The (Lab) Leak
Can we learn the lessons of the Brookhaven tritium leak before the next crisis strikes?
Credit: Ureem2805 CC by SA 4.0
Last week I reviewed The Leak, a book about the aftermath of a seemingly innocuous tritium leak at Brookhaven National Labs in the 90s. While I disagree with authors’ interpretation of the turn of events, the book nevertheless offers an insightful insider’s view of what it is like to deal with a very angry public. The most important lesson of the Brookhaven leak: Do everything possible to keep the public’s confidence. And if you lose it, be humble enough to own up to your mistakes.
I was reminded of that lesson while reading Roger Pielke Jr.’s July 2nd post at The Honest Broker. Roger dissects “Covidgate,” a set of recently released emails showing that Fauci and other public health and federal government officials conspired to “manage” the public’s opinion about the source of COVID-19. Put simply, they wanted the “lab leak” theory to die a quick death.
You can read more about it at Roger’s Substack, but the gist is that Fauci et al. themselves found the lab leak scenario plausible but sought to quash it out of fear that it would “do unnecessary harm to science in general and science in China in particular.” They may have knowingly shepherded a paper through the journal Nature’s publication process, which concluded that a lab leak was scientifically implausible despite their own personal beliefs to the contrary.
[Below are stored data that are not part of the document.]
//! `{{KEY}}` page templates
//!
//! A template is plain HTML with `{{UPPER_SNAKE}}` placeholders. Values are
//! substituted literally; callers escape anything that came from a manifest.

use once_cell::sync::Lazy;
use regex::Regex;
use std::collections::{BTreeMap, BTreeSet};
use std::fs;
use std::io;
use std::path::Path;
use tracing::debug;

static PLACEHOLDER_RE: Lazy<Option<Regex>> =
    Lazy::new(|| Regex::new(r"\{\{([A-Z][A-Z0-9_]*)\}\}").ok());

pub type TemplateVars = BTreeMap<&'static str, String>;

/// Result of rendering a template
#[derive(Debug, Clone, PartialEq, Eq)]
pub struct Rendered {
    pub text: String,
    /// Placeholders left in the output because no value was supplied
    pub unresolved: BTreeSet<String>,
}

/// Replace every `{{KEY}}` for the keys in `vars` in a single pass.
///
/// Substituted values are never scanned again, so a README that mentions
/// `{{VERSION}}` is rendered as written.
pub fn render(template: &str, vars: &TemplateVars) -> Rendered {
    let mut unresolved = BTreeSet::new();
    let Some(re) = PLACEHOLDER_RE.as_ref() else {
        return Rendered {
            text: template.to_string(),
            unresolved,
        };
    };

    let text = re
        .replace_all(template, |caps: &regex::Captures<'_>| {
            let key = caps.get(1).map_or("", |m| m.as_str());
            match vars.get(key) {
                Some(value) => value.clone(),
                None => {
                    unresolved.insert(key.to_string());
                    caps[0].to_string()
                }
            }
        })
        .into_owned();

    Rendered { text, unresolved }
}

/// Escape text for HTML element and attribute content
pub fn escape_html(input: &str) -> String {
    let mut out = String::with_capacity(input.len());
    for c in input.chars() {
        match c {
            '&' => out.push_str("&amp;"),
            '<' => out.push_str("&lt;"),
            '>' => out.push_str("&gt;"),
            '"' => out.push_str("&quot;"),
            '\'' => out.push_str("&#39;"),
            _ => out.push(c),
        }
    }
    out
}

pub const PLUGIN_TEMPLATE_FILE: &str = "plugin.html";
pub const VERSIONS_TEMPLATE_FILE: &str = "versions.html";
pub const INDEX_TEMPLATE_FILE: &str = "index.html";

const STYLE: &str = "<style>
body{font-family:system-ui,-apple-system,sans-serif;max-width:56rem;margin:2rem auto;padding:0 1rem;color:#1f2328;line-height:1.5}
a{color:#0969da}code,pre{background:#f6f8fa;border-radius:4px}pre{padding:.75rem;overflow:auto}
table{border-collapse:collapse}td,th{border:1px solid #d0d7de;padding:.25rem .5rem;text-align:left}
.badge{background:#1a7f37;color:#fff;border-radius:1em;padding:0 .5em;font-size:.8em}
.muted{color:#59636e}
</style>";

/// Page for one version of one plugin
pub const DEFAULT_PLUGIN_TEMPLATE: &str = r#"<!DOCTYPE html>
<html lang="en">
<head>
<meta charset="utf-8">
<meta name="viewport" content="width=device-width, initial-scale=1">
<title>{{PLUGIN_NAME}} {{VERSION}} - {{SITE_TITLE}}</title>
{{STYLE}}
</head>
<body>
<nav><a href="../../../index.html">{{SITE_TITLE}}</a> / <a href="../index.html">{{PLUGIN_NAME}}</a> / v{{VERSION}}</nav>
<h1>{{PLUGIN_NAME}} <small>v{{VERSION}}</small> {{LATEST_BADGE}}</h1>
<p>{{DESCRIPTION}}</p>
<table>
<tr><th>Author</th><td>{{AUTHOR}}</td></tr>
<tr><th>License</th><td>{{LICENSE}}</td></tr>
<tr><th>Homepage</th><td>{{HOMEPAGE}}</td></tr>
<tr><th>Tags</th><td>{{TAGS}}</td></tr>
<tr><th>Download</th><td><a href="{{ARCHIVE_URL}}">{{ARCHIVE_NAME}}</a> ({{ARCHIVE_SIZE}})</td></tr>
</table>
<h2>Commands</h2>
{{COMMANDS}}
<h2>README</h2>
{{README}}
<footer class="muted">Generated {{GENERATED}}</footer>
</body>
</html>
"#;

/// Version list for one plugin
pub const DEFAULT_VERSIONS_TEMPLATE: &str = r#"<!DOCTYPE html>
<html lang="en">
<head>
<meta charset="utf-8">
<meta name="viewport" content="width=device-width, initial-scale=1">
<title>{{PLUGIN_NAME}} - {{SITE_TITLE}}</title>
{{STYLE}}
</head>
<body>
<nav><a href="../../index.html">{{SITE_TITLE}}</a> / {{PLUGIN_NAME}}</nav>
<h1>{{PLUGIN_NAME}}</h1>
<p>{{DESCRIPTION}}</p>
<p>Latest: <a href="v{{LATEST_VERSION}}/index.html">v{{LATEST_VERSION}}</a></p>
<h2>Versions</h2>
{{VERSION_LIST}}
<footer class="muted">Generated {{GENERATED}}</footer>
</body>
</html>
"#;

/// Site root listing every plugin
pub const DEFAULT_INDEX_TEMPLATE: &str = r#"<!DOCTYPE html>
<html lang="en">
<head>
<meta charset="utf-8">
<meta name="viewport" content="width=device-width, initial-scale=1">
<title>{{SITE_TITLE}}</title>
{{STYLE}}
</head>
<body>
<h1>{{SITE_TITLE}}</h1>
<p class="muted">{{PLUGIN_COUNT}} plugin(s)</p>
{{PLUGIN_LIST}}
<footer class="muted">Generated {{GENERATED}} &middot; <a href="versions.json">versions.json</a></footer>
</body>
</html>
"#;

/// The three page templates used for a site
#[derive(Debug, Clone, PartialEq, Eq)]
pub struct TemplateSet {
    pub plugin: String,
    pub versions: String,
    pub index: String,
}

impl Default for TemplateSet {
    fn default() -> Self {
        Self {
            plugin: DEFAULT_PLUGIN_TEMPLATE.to_string(),
            versions: DEFAULT_VERSIONS_TEMPLATE.to_string(),
            index: DEFAULT_INDEX_TEMPLATE.to_string(),
        }
    }
}

fn load_or_default(dir: &Path, file: &str, fallback: &str) -> io::Result<String> {
    let path = dir.join(file);
    if path.is_file() {
        debug!("Using template {:?}", path);
        fs::read_to_string(&path)
    } else {
        debug!("Template {:?} not found, using built-in", path);
        Ok(fallback.to_string())
    }
}

impl TemplateSet {
    /// Load templates from `dir`; any missing file falls back to the built-in page
    pub fn load(dir: &Path) -> io::Result<Self> {
        Ok(Self {
            plugin: load_or_default(dir, PLUGIN_TEMPLATE_FILE, DEFAULT_PLUGIN_TEMPLATE)?,
            versions: load_or_default(dir, VERSIONS_TEMPLATE_FILE, DEFAULT_VERSIONS_TEMPLATE)?,
            index: load_or_default(dir, INDEX_TEMPLATE_FILE, DEFAULT_INDEX_TEMPLATE)?,
        })
    }
}

/// Variables every page gets
pub(crate) fn base_vars(site_title: &str, generated: &str) -> TemplateVars {
    let mut vars = TemplateVars::new();
    vars.insert("SITE_TITLE", escape_html(site_title));
    vars.insert("GENERATED", escape_html(generated));
    vars.insert("STYLE", STYLE.to_string());
    vars
}

#[cfg(test)]
mod tests {
    use super::*;
    use tempfile::TempDir;

    #[test]
    fn test_render_replaces_known_keys() {
        let mut vars = TemplateVars::new();
        vars.insert("NAME", "demo".to_string());
        vars.insert("EMPTY", String::new());

        let rendered = render("<h1>{{NAME}}</h1>{{EMPTY}}<p>{{NAME}}</p>", &vars);
        assert_eq!(rendered.text, "<h1>demo</h1><p>demo</p>");
        assert!(rendered.unresolved.is_empty());
    }

    #[test]
    fn test_unresolved_placeholders_are_kept_and_reported() {
        let vars = TemplateVars::new();
        let rendered = render("{{MISSING_ONE}} {{lower}} {{MISSING_ONE}}", &vars);
        assert_eq!(rendered.text, "{{MISSING_ONE}} {{lower}} {{MISSING_ONE}}");
        assert_eq!(
            rendered.unresolved.into_iter().collect::<Vec<_>>(),
            vec!["MISSING_ONE".to_string()]
        );
    }

    #[test]
    fn test_substituted_values_are_not_rescanned() {
        let mut vars = TemplateVars::new();
        vars.insert("README", "<code>{{VERSION}} {{FOO}}</code>".to_string());
        vars.insert("VERSION", "1.2.3".to_string());

        let rendered = render("{{README}}|{{VERSION}}", &vars);
        assert_eq!(rendered.text, "<code>{{VERSION}} {{FOO}}</code>|1.2.3");
        assert!(rendered.unresolved.is_empty());
    }

    #[test]
    fn test_escape_html() {
        assert_eq!(
            escape_html(r#"<a href="x">Tom & 'Jerry'</a>"#),
            "&lt;a href=&quot;x&quot;&gt;Tom &amp; &#39;Jerry&#39;&lt;/a&gt;"
        );
    }

    #[test]
    fn test_load_falls_back_per_file() {
        let Ok(temp_dir) = TempDir::new() else {
            return;
        };
        assert!(fs::write(temp_dir.path().join("index.html"), "<p>{{SITE_TITLE}}</p>").is_ok());

        let Ok(templates) = TemplateSet::load(temp_dir.path()) else {
            panic!("templates should load");
        };
        assert_eq!(templates.index, "<p>{{SITE_TITLE}}</p>");
        assert_eq!(templates.plugin, DEFAULT_PLUGIN_TEMPLATE);
        assert_eq!(templates.versions, DEFAULT_VERSIONS_TEMPLATE);
    }

    #[test]
    fn test_builtin_templates_only_use_known_keys() {
        let mut vars = base_vars("Plugins", "now");
        for key in [
            "PLUGIN_NAME", "VERSION", "LATEST_BADGE", "DESCRIPTION", "AUTHOR", "LICENSE",
            "HOMEPAGE", "TAGS", "ARCHIVE_URL", "ARCHIVE_NAME", "ARCHIVE_SIZE", "COMMANDS",
            "README", "LATEST_VERSION", "VERSION_LIST", "PLUGIN_COUNT", "PLUGIN_LIST",
        ] {
            vars.insert(key, "x".to_string());
        }
        let defaults = TemplateSet::default();
        for template in [&defaults.plugin, &defaults.versions, &defaults.index] {
            assert!(render(template, &vars).unresolved.is_empty());
        }
    }
}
This paper was used over the last few years to get anyone who raised the possibility of a lab leak labeled an anti-science conspiracy theorist.
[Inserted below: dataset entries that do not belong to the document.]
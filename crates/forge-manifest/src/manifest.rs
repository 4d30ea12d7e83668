//! Manifest operations - locating, reading and parsing
//!
//! Each plugin directory carries its manifest at a fixed relative path. The
//! body may be JSON or YAML; the format is detected from the content.

use crate::errors::{ManifestError, ParseError};
use crate::types::Manifest;
use std::fs;
use std::path::{Path, PathBuf};
use tracing::debug;

/// Manifest file names, in lookup order
pub const MANIFEST_FILE_NAMES: &[&str] = &["plugin.json", "plugin.yaml", "plugin.yml"];

/// README file names, in lookup order
pub const README_FILE_NAMES: &[&str] = &[
    "README.md",
    "readme.md",
    "Readme.md",
    "README.markdown",
    "README",
];

#[derive(Debug, Clone, Copy, Default, PartialEq, Eq)]
pub enum ManifestFormat {
    Json,
    Yaml,
    /// JSON when the first non-whitespace character is `{`, YAML otherwise
    #[default]
    Auto,
}

impl ManifestFormat {
    /// Pick a format from a file extension, falling back to detection
    pub fn from_path(path: &Path) -> Self {
        match path.extension().and_then(|e| e.to_str()) {
            Some("json") => ManifestFormat::Json,
            Some("yaml" | "yml") => ManifestFormat::Yaml,
            _ => ManifestFormat::Auto,
        }
    }

    fn resolve(self, raw: &str) -> Self {
        match self {
            ManifestFormat::Auto if raw.trim_start().starts_with('{') => ManifestFormat::Json,
            ManifestFormat::Auto => ManifestFormat::Yaml,
            other => other,
        }
    }
}

/// Parse manifest text. The root must be an object.
pub fn parse_manifest(raw: &str, format: ManifestFormat) -> Result<Manifest, ParseError> {
    match format.resolve(raw) {
        ManifestFormat::Json => {
            let value: serde_json::Value = serde_json::from_str(raw)?;
            let kind = match &value {
                serde_json::Value::Object(_) => None,
                serde_json::Value::Array(_) => Some("array"),
                serde_json::Value::Null => Some("null"),
                serde_json::Value::String(_) => Some("string"),
                serde_json::Value::Number(_) => Some("number"),
                serde_json::Value::Bool(_) => Some("boolean"),
            };
            if let Some(kind) = kind {
                return Err(ParseError::NotAnObject(kind));
            }
            Ok(serde_json::from_value(value)?)
        }
        _ => {
            let value: serde_yaml::Value = serde_yaml::from_str(raw)?;
            let kind = match &value {
                serde_yaml::Value::Mapping(_) => None,
                serde_yaml::Value::Sequence(_) => Some("sequence"),
                serde_yaml::Value::Null => Some("null"),
                serde_yaml::Value::String(_) => Some("string"),
                serde_yaml::Value::Number(_) => Some("number"),
                serde_yaml::Value::Bool(_) => Some("boolean"),
                serde_yaml::Value::Tagged(_) => Some("tagged value"),
            };
            if let Some(kind) = kind {
                return Err(ParseError::NotAnObject(kind));
            }
            Ok(serde_yaml::from_value(value)?)
        }
    }
}

/// Find the manifest file inside a plugin directory
pub fn find_manifest(plugin_dir: &Path) -> Option<PathBuf> {
    MANIFEST_FILE_NAMES
        .iter()
        .map(|name| plugin_dir.join(name))
        .find(|candidate| candidate.is_file())
}

/// Find the README inside a plugin directory
pub fn find_readme(plugin_dir: &Path) -> Option<PathBuf> {
    README_FILE_NAMES
        .iter()
        .map(|name| plugin_dir.join(name))
        .find(|candidate| candidate.is_file())
}

/// Read and parse the manifest from a plugin directory
pub fn read_manifest(plugin_dir: &Path) -> Result<(PathBuf, Manifest), ManifestError> {
    let path =
        find_manifest(plugin_dir).ok_or_else(|| ManifestError::NotFound(plugin_dir.to_path_buf()))?;
    debug!("Reading manifest {:?}", path);

    let content = fs::read_to_string(&path).map_err(|e| ManifestError::io(&path, e))?;
    let manifest = parse_manifest(&content, ManifestFormat::from_path(&path)).map_err(|e| {
        ManifestError::Parse {
            path: path.clone(),
            source: e,
        }
    })?;
    Ok((path, manifest))
}

/// Immediate subdirectories of `root` that contain a manifest, sorted by name
pub fn discover_plugin_dirs(root: &Path) -> Result<Vec<PathBuf>, ManifestError> {
    let entries = fs::read_dir(root).map_err(|e| ManifestError::io(root, e))?;

    let mut dirs: Vec<PathBuf> = entries
        .filter_map(|entry| entry.ok())
        .map(|entry| entry.path())
        .filter(|path| path.is_dir())
        .filter(|path| {
            let has_manifest = find_manifest(path).is_some();
            if !has_manifest {
                debug!("Skipping {:?}: no manifest", path);
            }
            has_manifest
        })
        .collect();

    dirs.sort();
    Ok(dirs)
}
I know very little about the biology of viruses, so I can’t comment on research behind the debate. But I do know what this could do to public trust in science. If it is the case that COVID was accidently leaked from a Wuhan laboratory that was doing gain of function research involving coronaviruses, scientists will come off as not having their acts together. But the fact that public health officials worked to prevent an open public examination of that possibility will signal far more than just negligence or incompetence. Citizens will see it as corruption.
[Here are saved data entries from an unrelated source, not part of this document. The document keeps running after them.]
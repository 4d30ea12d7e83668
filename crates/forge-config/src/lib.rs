//! Configuration for plugin-forge
//!
//! This crate owns the `forge.toml` schema and the lookup of the external
//! tools (`git`, `gh`, `oras`) the publishing steps shell out to.

pub mod config;
pub mod tools;

pub use config::{ForgeConfig, CONFIG_ENV_VAR, DEFAULT_PASSWORD_ENV};
pub use tools::{resolve_tool, ExternalTool};

use std::path::PathBuf;

/// Error type for configuration loading and tool resolution
#[derive(Debug)]
pub enum ConfigError {
    /// The config file exists but could not be read or written
    Io {
        path: PathBuf,
        source: std::io::Error,
    },
    /// The config file is not valid TOML for the expected schema
    Parse { path: PathBuf, message: String },
    /// An external tool could not be located
    ToolNotFound { tool: &'static str, detail: String },
}

impl std::fmt::Display for ConfigError {
    fn fmt(&self, f: &mut std::fmt::Formatter<'_>) -> std::fmt::Result {
        match self {
            ConfigError::Io { path, source } => {
                write!(f, "Failed to access config {}: {}", path.display(), source)
            }
            ConfigError::Parse { path, message } => {
                write!(f, "Invalid config {}: {}", path.display(), message)
            }
            ConfigError::ToolNotFound { tool, detail } => {
                write!(f, "Required tool '{}' not found: {}", tool, detail)
            }
        }
    }
}

impl std::error::Error for ConfigError {
    fn source(&self) -> Option<&(dyn std::error::Error + 'static)> {
        match self {
            ConfigError::Io { source, .. } => Some(source),
            _ => None,
        }
    }
}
Public health in America is already leaking public trust by the bucketful. If both the lab leak theory and the Covidgate accusations are true, will Anthony Fauci, former NIH head Francis Collins, and others involved be humble enough to admit their mistake? If not, I fear we are in for a repeat of what happened in Brookhaven, but this time at a national scale and involving the country’s entire public health system. It will be a race against time to reestablish public confidence before the next pandemic strikes. I shudder at the possibility.